Saint Marc’s story might seem a jeremiad, but it is actually more complex. Although he describes beautiful jungle and desert scenery, exotic people, and delicious cuisine, these elements serve as mere backdrops for terrible suffering and loss. After developing a profound affection for Vietnam, where he recruited partisan fighters to oppose the Communists, he received orders to desert these people, who had boldly sided with France. The knowledge of their massacre after betrayal at the hands of French forces torments Saint Marc. Faced with what he deemed a similar tragedy in Algeria, he resolves to mutiny against his own country and face imprisonment. The author laments his many Legionnaire friends who died bravely for lost causes, yet, remarkably, he manages to grow philosophical rather than embittered about such traumatic events.

Among Saint Marc’s varied experiences in counterinsurgency, modern readers will find his tenure on General Massu’s staff in Algeria particularly instructive. Shot while fighting in the Vietnamese jungle, he suffered even deeper wounds to his spirit during the Battle of Algiers. Militarily, the French temporarily won in Algiers by resorting to torture of suspected insurgents, but the resulting international outcry cost them much-needed political support. Saint Marc decries the corrosive moral effect that torture had on the French military but finds some cause for optimism during that war. His analysis of what we would call General Massu’s information-operations philosophy will sound familiar to individuals who seek to dominate the informational domain in the current global war on terror.

The implications that the book has for military ethics also call for careful reflection. Saint Marc’s strong sense of humanity and integrity is clear; however, his willingness to follow his conscience whatever the personal consequences cost him dearly after his failed mutiny. The profound camaraderie he found in the Foreign Legion gave him strength to endure hardships, but his decision to stand with his fellow Legionnaires against his own government makes one wonder how today’s military members might respond in a similar situation. Perhaps only Legionnaires and individuals in special operations forces can truly understand such fraternal bonding.

Les Champs de Braises offers the important lesson that counterinsurgencies demand firm, consistent national policy. French political instability and weakness led to vacillating, ultimately craven, policies that undermined military morale and condemned to death many Vietnamese and Algerian people who had sided with the French. American policy makers would do well to heed this lesson as the United States confronts a protracted struggle against terror networks in Afghanistan, Iraq, and elsewhere.

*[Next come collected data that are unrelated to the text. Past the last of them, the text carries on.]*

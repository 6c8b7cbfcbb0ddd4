//! The response cache layer.
//!
//! At most one cached value exists per fingerprint. Only successful results
//! are ever stored; failed results are never cached. Lookups and stores are
//! best-effort: store failures degrade to cache misses, never to call
//! failures.

use crate::fingerprint::Fingerprint;
use pipeline_core::AgentOutput;
use pipeline_store::KeyValueStore;
use serde::{Deserialize, Serialize};
use std::sync::atomic::{AtomicU64, Ordering};
use std::sync::Arc;
use std::time::{Duration, SystemTime, UNIX_EPOCH};
use tracing::{debug, warn};

/// A serialized result snapshot with its expiry metadata.
///
/// The store's TTL already bounds the entry's life; `cached_at`/`ttl_secs`
/// guard against backends with coarse or absent expiry.
#[derive(Debug, Clone, Serialize, Deserialize)]
pub struct CachedResult {
    /// The cached output.
    pub output: AgentOutput,
    /// Unix timestamp of the store.
    pub cached_at: u64,
    /// TTL in seconds at store time.
    pub ttl_secs: u64,
}

impl CachedResult {
    /// Wrap an output for storage.
    #[must_use]
    pub fn new(output: AgentOutput, ttl: Duration) -> Self {
        let cached_at = SystemTime::now()
            .duration_since(UNIX_EPOCH)
            .map(|d| d.as_secs())
            .unwrap_or(0);
        Self {
            output,
            cached_at,
            ttl_secs: ttl.as_secs(),
        }
    }

    /// Whether the entry has outlived its TTL.
    #[must_use]
    pub fn is_expired(&self) -> bool {
        let now = SystemTime::now()
            .duration_since(UNIX_EPOCH)
            .map(|d| d.as_secs())
            .unwrap_or(0);
        now > self.cached_at + self.ttl_secs
    }
}

/// Hit/miss/store counters.
#[derive(Debug, Clone, Default, PartialEq, Eq)]
pub struct CacheStatsSnapshot {
    /// Lookups that returned a value.
    pub hits: u64,
    /// Lookups that found nothing usable.
    pub misses: u64,
    /// Successful stores.
    pub stores: u64,
}

impl CacheStatsSnapshot {
    /// Hit rate as a percentage of lookups.
    #[must_use]
    pub fn hit_rate(&self) -> f64 {
        let total = self.hits + self.misses;
        if total == 0 {
            0.0
        } else {
            (self.hits as f64 / total as f64) * 100.0
        }
    }
}

/// Content-addressed response cache over the shared key-value store.
pub struct ResponseCache {
    store: Arc<dyn KeyValueStore>,
    hits: AtomicU64,
    misses: AtomicU64,
    stores: AtomicU64,
}

impl ResponseCache {
    /// Create a cache over the shared store.
    #[must_use]
    pub fn new(store: Arc<dyn KeyValueStore>) -> Self {
        Self {
            store,
            hits: AtomicU64::new(0),
            misses: AtomicU64::new(0),
            stores: AtomicU64::new(0),
        }
    }

    /// Look up a cached result.
    ///
    /// Returns `None` on miss, expiry, or any store/deserialization
    /// problem.
    pub async fn lookup(&self, fingerprint: &Fingerprint) -> Option<AgentOutput> {
        let data = match self.store.read(fingerprint.as_str()).await {
            Ok(Some(data)) => data,
            Ok(None) => {
                self.misses.fetch_add(1, Ordering::Relaxed);
                return None;
            }
            Err(error) => {
                self.misses.fetch_add(1, Ordering::Relaxed);
                warn!(fingerprint = %fingerprint, %error, "cache read failed, treating as miss");
                return None;
            }
        };

        match serde_json::from_slice::<CachedResult>(&data) {
            Ok(entry) if !entry.is_expired() => {
                self.hits.fetch_add(1, Ordering::Relaxed);
                debug!(fingerprint = %fingerprint, "cache hit");
                Some(entry.output.into_cached())
            }
            Ok(_) => {
                self.misses.fetch_add(1, Ordering::Relaxed);
                let _ = self.store.delete(fingerprint.as_str()).await;
                None
            }
            Err(error) => {
                self.misses.fetch_add(1, Ordering::Relaxed);
                warn!(fingerprint = %fingerprint, %error, "cache entry corrupt, discarding");
                let _ = self.store.delete(fingerprint.as_str()).await;
                None
            }
        }
    }

    /// Store a successful result under its fingerprint.
    pub async fn store(&self, fingerprint: &Fingerprint, output: &AgentOutput, ttl: Duration) {
        let entry = CachedResult::new(output.clone(), ttl);
        let data = match serde_json::to_vec(&entry) {
            Ok(data) => data,
            Err(error) => {
                warn!(fingerprint = %fingerprint, %error, "cache entry serialization failed");
                return;
            }
        };

        match self
            .store
            .write(fingerprint.as_str(), data, Some(ttl))
            .await
        {
            Ok(()) => {
                self.stores.fetch_add(1, Ordering::Relaxed);
                debug!(fingerprint = %fingerprint, ttl_secs = ttl.as_secs(), "response cached");
            }
            Err(error) => {
                warn!(fingerprint = %fingerprint, %error, "cache write failed");
            }
        }
    }

    /// Remove a cached result.
    pub async fn invalidate(&self, fingerprint: &Fingerprint) {
        if let Err(error) = self.store.delete(fingerprint.as_str()).await {
            warn!(fingerprint = %fingerprint, %error, "cache invalidation failed");
        }
    }

    /// Counter snapshot.
    #[must_use]
    pub fn stats(&self) -> CacheStatsSnapshot {
        CacheStatsSnapshot {
            hits: self.hits.load(Ordering::Relaxed),
            misses: self.misses.load(Ordering::Relaxed),
            stores: self.stores.load(Ordering::Relaxed),
        }
    }
}
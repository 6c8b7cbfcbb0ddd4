//! Resolved budget configuration.
//!
//! A [`BudgetConfig`] is the immutable value snapshot used for one call,
//! produced by layering an inline override over the tenant record over the
//! engine defaults. An absent limit means "unlimited for that dimension",
//! never zero.

use pipeline_core::{BudgetPeriod, BudgetOverrides, Enforcement};
use std::collections::HashMap;

/// Resolved, immutable budget configuration for a single call.
#[derive(Debug, Clone, PartialEq)]
pub struct BudgetConfig {
    /// Whether budget tracking applies at all.
    pub enabled: bool,
    /// Enforcement mode.
    pub enforcement: Enforcement,
    /// Tenant-wide daily cost limit (USD).
    pub daily_limit: Option<f64>,
    /// Tenant-wide monthly cost limit (USD).
    pub monthly_limit: Option<f64>,
    /// Per-agent daily cost limits (USD), keyed by agent name.
    pub agent_daily_limits: HashMap<String, f64>,
    /// Per-agent monthly cost limits (USD), keyed by agent name.
    pub agent_monthly_limits: HashMap<String, f64>,
    /// Tenant-wide daily token limit. Tokens are never limited per agent.
    pub daily_token_limit: Option<u64>,
    /// Tenant-wide monthly token limit.
    pub monthly_token_limit: Option<u64>,
    /// Tenant-wide daily execution-count limit.
    pub daily_execution_limit: Option<u64>,
    /// Tenant-wide monthly execution-count limit.
    pub monthly_execution_limit: Option<u64>,
}

impl Default for BudgetConfig {
    fn default() -> Self {
        Self {
            enabled: true,
            enforcement: Enforcement::Soft,
            daily_limit: None,
            monthly_limit: None,
            agent_daily_limits: HashMap::new(),
            agent_monthly_limits: HashMap::new(),
            daily_token_limit: None,
            monthly_token_limit: None,
            daily_execution_limit: None,
            monthly_execution_limit: None,
        }
    }
}

impl BudgetConfig {
    /// Resolve the effective configuration from up to three layers:
    /// engine defaults, the stored tenant record, and a per-call inline
    /// override. Higher layers win field by field; a layer with
    /// `inherit_defaults = false` discards everything beneath it.
    #[must_use]
    pub fn resolve(
        defaults: &BudgetOverrides,
        tenant: Option<&BudgetOverrides>,
        inline: Option<&BudgetOverrides>,
    ) -> Self {
        let mut merged = defaults.clone();

        if let Some(tenant) = tenant {
            if !tenant.inherits() {
                merged = BudgetOverrides::default();
            }
            merge_layer(&mut merged, tenant);
        }

        if let Some(inline) = inline {
            if !inline.inherits() {
                merged = BudgetOverrides::default();
            }
            merge_layer(&mut merged, inline);
        }

        Self {
            enabled: merged.enabled.unwrap_or(true),
            enforcement: merged.enforcement.unwrap_or(Enforcement::Soft),
            daily_limit: merged.daily_limit,
            monthly_limit: merged.monthly_limit,
            agent_daily_limits: merged.agent_daily_limits.unwrap_or_default(),
            agent_monthly_limits: merged.agent_monthly_limits.unwrap_or_default(),
            daily_token_limit: merged.daily_token_limit,
            monthly_token_limit: merged.monthly_token_limit,
            daily_execution_limit: merged.daily_execution_limit,
            monthly_execution_limit: merged.monthly_execution_limit,
        }
    }

    /// The tenant-wide cost limit for a period.
    #[must_use]
    pub fn cost_limit(&self, period: BudgetPeriod) -> Option<f64> {
        match period {
            BudgetPeriod::Daily => self.daily_limit,
            BudgetPeriod::Monthly => self.monthly_limit,
        }
    }

    /// The per-agent cost limit for a period, if one is configured for the
    /// agent.
    #[must_use]
    pub fn agent_cost_limit(&self, period: BudgetPeriod, agent: &str) -> Option<f64> {
        match period {
            BudgetPeriod::Daily => self.agent_daily_limits.get(agent).copied(),
            BudgetPeriod::Monthly => self.agent_monthly_limits.get(agent).copied(),
        }
    }

    /// The tenant-wide token limit for a period.
    #[must_use]
    pub fn token_limit(&self, period: BudgetPeriod) -> Option<u64> {
        match period {
            BudgetPeriod::Daily => self.daily_token_limit,
            BudgetPeriod::Monthly => self.monthly_token_limit,
        }
    }

    /// The tenant-wide execution-count limit for a period.
    #[must_use]
    pub fn execution_limit(&self, period: BudgetPeriod) -> Option<u64> {
        match period {
            BudgetPeriod::Daily => self.daily_execution_limit,
            BudgetPeriod::Monthly => self.monthly_execution_limit,
        }
    }

    /// Whether any checking should happen for this call.
    #[must_use]
    pub fn is_active(&self) -> bool {
        self.enabled && self.enforcement != Enforcement::None
    }
}

fn merge_layer(base: &mut BudgetOverrides, layer: &BudgetOverrides) {
    if layer.enabled.is_some() {
        base.enabled = layer.enabled;
    }
    if layer.enforcement.is_some() {
        base.enforcement = layer.enforcement;
    }
    if layer.daily_limit.is_some() {
        base.daily_limit = layer.daily_limit;
    }
    if layer.monthly_limit.is_some() {
        base.monthly_limit = layer.monthly_limit;
    }
    if layer.agent_daily_limits.is_some() {
        base.agent_daily_limits = layer.agent_daily_limits.clone();
    }
    if layer.agent_monthly_limits.is_some() {
        base.agent_monthly_limits = layer.agent_monthly_limits.clone();
    }
    if layer.daily_token_limit.is_some() {
        base.daily_token_limit = layer.daily_token_limit;
    }
    if layer.monthly_token_limit.is_some() {
        base.monthly_token_limit = layer.monthly_token_limit;
    }
    if layer.daily_execution_limit.is_some() {
        base.daily_execution_limit = layer.daily_execution_limit;
    }
    if layer.monthly_execution_limit.is_some() {
        base.monthly_execution_limit = layer.monthly_execution_limit;
    }
}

Since the book contains many photographs but no maps, readers unfamiliar with remote parts of Vietnam and Algeria may want to keep an atlas handy. Furthermore, the author’s chronological arrangement of events helps readers find passages despite the lack of an index, and an appendix that lists milestones in Saint Marc’s life also proves useful. In sum, military professionals interested in counterinsurgency can profit from reading Les Champs de Braises.

Lt Col Paul D. Berg, USAF
Maxwell AFB, Alabama


Disclaimer

The conclusions and opinions expressed in this document are those of the author cultivated in the freedom of expression, academic environment of Air University. They do not reflect the official position of the U.S. Government, Department of Defense, the United States Air Force or the Air University.